I was in a hurry.
I had been invited to participate in the pre-cursor or all pre-cursors…
Okay, I don’t want it to get around, so don’t tell anyone and I’ll tell you. Okay? Okay. I was invited to participate in the Boothbay Harbor Windjammer Days’ lighted boat parade, and I am told this is step one to being invited to participate in the Boothbay Harbor Festival of Lights in December which is all about Christmas (Yes. You are correct. I may have been preparing for this for, like, for my WHOLE LIFE).
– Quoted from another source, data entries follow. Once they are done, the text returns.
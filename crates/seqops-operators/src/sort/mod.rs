//! Sorting building blocks: bounded heap, run generation, external merge.

pub mod external;
pub mod heap;
pub mod run;

pub use external::{Descent, ExternalSort};
pub use heap::BoundedHeap;
pub use run::RunGenerator;
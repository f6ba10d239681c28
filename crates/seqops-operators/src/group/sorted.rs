//! Lazy grouping of pre-sorted input.
//!
//! Precondition: the boundary predicate never fires inside what should be one
//! logical group. Groups are never buffered. Each [`SortedGroup`] pulls from
//! the shared input only while the predicate stays false, and whatever the
//! caller leaves unread is skipped before the parent produces the next group.
//!
//! A group handle shares the parent's position through an `Rc<RefCell<..>>`
//! and remembers the generation it was created in. Once the parent moves on
//! (or is reset/closed) the generation no longer matches and every operation
//! on the stale handle fails with `InvalidState`.

use std::cell::{RefCell, RefMut};
use std::rc::Rc;

use seqops_core::cursor::{Cursor, CursorState, Fetch, Lookahead};
use seqops_core::error::{Error, Result};

use crate::group::StartsGroup;

struct GroupState<I: Cursor, P> {
    input: I,
    boundary: P,
    /// Last element consumed from `input`, by a group or by skipping.
    previous: Option<I::Item>,
    /// Generation of the group currently allowed to read.
    live: u64,
    /// A group handle of generation `live` has been handed out.
    in_group: bool,
    /// The live group has not consumed its first element yet.
    at_group_start: bool,
}

impl<I, P> GroupState<I, P>
where
    I: Cursor,
    I::Item: Clone,
    P: StartsGroup<I::Item>,
{
    fn group_has_next(&mut self) -> Result<bool> {
        if !self.input.has_next()? {
            return Ok(false);
        }
        if self.at_group_start {
            return Ok(true);
        }
        let GroupState {
            input,
            boundary,
            previous,
            ..
        } = self;
        let next = input.peek()?;
        Ok(match previous {
            Some(prev) => !boundary.starts_group(prev, next),
            None => true,
        })
    }

    fn group_next(&mut self) -> Result<I::Item> {
        if !self.group_has_next()? {
            return Err(Error::Exhausted);
        }
        let item = self.input.next()?;
        self.previous = Some(item.clone());
        self.at_group_start = false;
        Ok(item)
    }

    /// Consume the rest of the live group without handing it out.
    fn skip_rest(&mut self) -> Result<()> {
        if !self.in_group {
            return Ok(());
        }
        while self.group_has_next()? {
            self.previous = Some(self.input.next()?);
            self.at_group_start = false;
        }
        Ok(())
    }

    fn invalidate(&mut self) {
        self.live += 1;
        self.in_group = false;
        self.at_group_start = false;
    }
}

/// Producer half of [`SortBasedGrouper`].
struct Groups<I: Cursor, P>(Rc<RefCell<GroupState<I, P>>>);

impl<I, P> Fetch for Groups<I, P>
where
    I: Cursor,
    I::Item: Clone,
    P: StartsGroup<I::Item>,
{
    type Item = SortedGroup<I, P>;

    fn fetch(&mut self) -> Result<Option<SortedGroup<I, P>>> {
        let mut st = self.0.borrow_mut();
        st.skip_rest()?;
        st.invalidate();
        if !st.input.has_next()? {
            return Ok(None);
        }
        st.in_group = true;
        st.at_group_start = true;
        Ok(Some(SortedGroup {
            shared: Rc::clone(&self.0),
            generation: st.live,
            state: CursorState::Opened,
            peeked: None,
            returned: false,
        }))
    }
}

pub struct SortBasedGrouper<I: Cursor, P> {
    lookahead: Lookahead<SortedGroup<I, P>>,
    groups: Groups<I, P>,
}

impl<I, P> SortBasedGrouper<I, P>
where
    I: Cursor,
    I::Item: Clone,
    P: StartsGroup<I::Item>,
{
    /// `boundary(prev, next)` returns true when `next` starts a new group.
    pub fn new(input: I, boundary: P) -> Self {
        Self {
            lookahead: Lookahead::new(),
            groups: Groups(Rc::new(RefCell::new(GroupState {
                input,
                boundary,
                previous: None,
                live: 0,
                in_group: false,
                at_group_start: false,
            }))),
        }
    }
}

impl<I, P> Cursor for SortBasedGrouper<I, P>
where
    I: Cursor,
    I::Item: Clone,
    P: StartsGroup<I::Item>,
{
    type Item = SortedGroup<I, P>;

    fn open(&mut self) -> Result<()> {
        let groups = &self.groups;
        self.lookahead.open_with(|| groups.0.borrow_mut().input.open())
    }

    fn close(&mut self) {
        {
            let mut st = self.groups.0.borrow_mut();
            st.input.close();
            st.previous = None;
            st.invalidate();
        }
        self.lookahead.close();
    }

    fn state(&self) -> CursorState {
        self.lookahead.state()
    }

    fn has_next(&mut self) -> Result<bool> {
        self.lookahead.has_next(&mut self.groups)
    }

    fn next(&mut self) -> Result<Self::Item> {
        self.lookahead.next(&mut self.groups)
    }

    fn peek(&mut self) -> Result<&Self::Item> {
        self.lookahead.peek(&mut self.groups)
    }

    fn supports_reset(&self) -> bool {
        self.groups.0.borrow().input.supports_reset()
    }

    fn reset(&mut self) -> Result<()> {
        if !self.supports_reset() {
            return Err(Error::NotSupported("reset"));
        }
        self.lookahead.check_open()?;
        {
            let mut st = self.groups.0.borrow_mut();
            st.input.reset()?;
            st.previous = None;
            st.invalidate();
        }
        self.lookahead.rewind();
        Ok(())
    }
}

/// One group of a [`SortBasedGrouper`]. Valid until the parent advances.
///
/// `has_next` peeks the shared input to test the boundary, which moves the
/// input's update/remove target, so it also clears this group's target.
pub struct SortedGroup<I: Cursor, P> {
    shared: Rc<RefCell<GroupState<I, P>>>,
    generation: u64,
    state: CursorState,
    peeked: Option<I::Item>,
    /// An element was handed out and the input still points at it.
    returned: bool,
}

impl<I: Cursor, P> SortedGroup<I, P> {
    /// True once the parent has moved past this group.
    pub fn is_stale(&self) -> bool {
        self.shared.borrow().live != self.generation
    }

    fn live(&self) -> Result<RefMut<'_, GroupState<I, P>>> {
        self.state.check_open()?;
        let st = self.shared.borrow_mut();
        if st.live != self.generation {
            return Err(Error::InvalidState(
                "stale group: the parent cursor has advanced past it".into(),
            ));
        }
        Ok(st)
    }
}

impl<I, P> Cursor for SortedGroup<I, P>
where
    I: Cursor,
    I::Item: Clone,
    P: StartsGroup<I::Item>,
{
    type Item = I::Item;

    fn open(&mut self) -> Result<()> {
        self.state.open().map(|_| ())
    }

    fn close(&mut self) {
        self.state = CursorState::Closed;
        self.peeked = None;
        self.returned = false;
    }

    fn state(&self) -> CursorState {
        self.state
    }

    fn has_next(&mut self) -> Result<bool> {
        let has = self.live()?.group_has_next()?;
        // group_has_next may have peeked the input past the returned element
        self.returned = false;
        Ok(has)
    }

    fn next(&mut self) -> Result<I::Item> {
        let item = self.live()?.group_next()?;
        self.peeked = None;
        self.returned = true;
        Ok(item)
    }

    fn peek(&mut self) -> Result<&I::Item> {
        let item = {
            let mut st = self.live()?;
            if !st.group_has_next()? {
                return Err(Error::Exhausted);
            }
            st.input.peek()?.clone()
        };
        self.returned = true;
        Ok(&*self.peeked.insert(item))
    }

    fn supports_update(&self) -> bool {
        self.shared.borrow().input.supports_update()
    }

    fn update(&mut self, value: I::Item) -> Result<()> {
        if !self.supports_update() {
            return Err(Error::NotSupported("update"));
        }
        let returned = self.returned;
        let mut st = self.live()?;
        if !returned {
            return Err(Error::InvalidState(
                "update without a preceding next/peek".into(),
            ));
        }
        st.input.update(value)
    }

    fn supports_remove(&self) -> bool {
        self.shared.borrow().input.supports_remove()
    }

    fn remove(&mut self) -> Result<()> {
        if !self.supports_remove() {
            return Err(Error::NotSupported("remove"));
        }
        {
            let mut st = self.live()?;
            if !self.returned {
                return Err(Error::InvalidState(
                    "remove without a preceding next/peek".into(),
                ));
            }
            st.input.remove()?;
        }
        self.returned = false;
        self.peeked = None;
        Ok(())
    }
}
I will tell you more about the Windjammer Days’ lighted boat parade later, but it involved decking out a lobster boat in lights and decorations, and then meeting up with lots of other boats that their crews have decked out in lights and decorations. Also there were glow sticks.
Where was I?
I had been invited to this wicked special event and I was running late so I was all kinds of speedy (but not speeding, officers, I swear).
I actually ended up arriving at the dock with a few minutes to spare and, after hoisting my camera bag onto my shoulder and scooping up my bag of provisions, I realized this – the ‘I’ve got time to breathe’ thing – and I did just that.
I headed ’round the building the long way, and stopped – not quite dead, but sort of catatonic – in my tracks.
In every other view I’d had, in the twenty minutes or so of driving around the harbor toward my destination, it was all about a beautiful sky on the brink of sunset… color, color, color.
But not here.
Here is was about water alight with sparkles, and nearly everything – I knew – would appear as if in black and white once I aimed my camera at it.
My first shots captured the lobster boat above, along with a smaller boat on a mooring in the foreground. I’m a big fan of lobster boats, and can’t get enough of them through my lens. But there was something about the little boat that grabbed ahold of me and said, ‘look here’.
I turned to shoot it alone, and found myself loving its shape, and the moorings and buoys in the background.
And then a lone gull swooped into my frame.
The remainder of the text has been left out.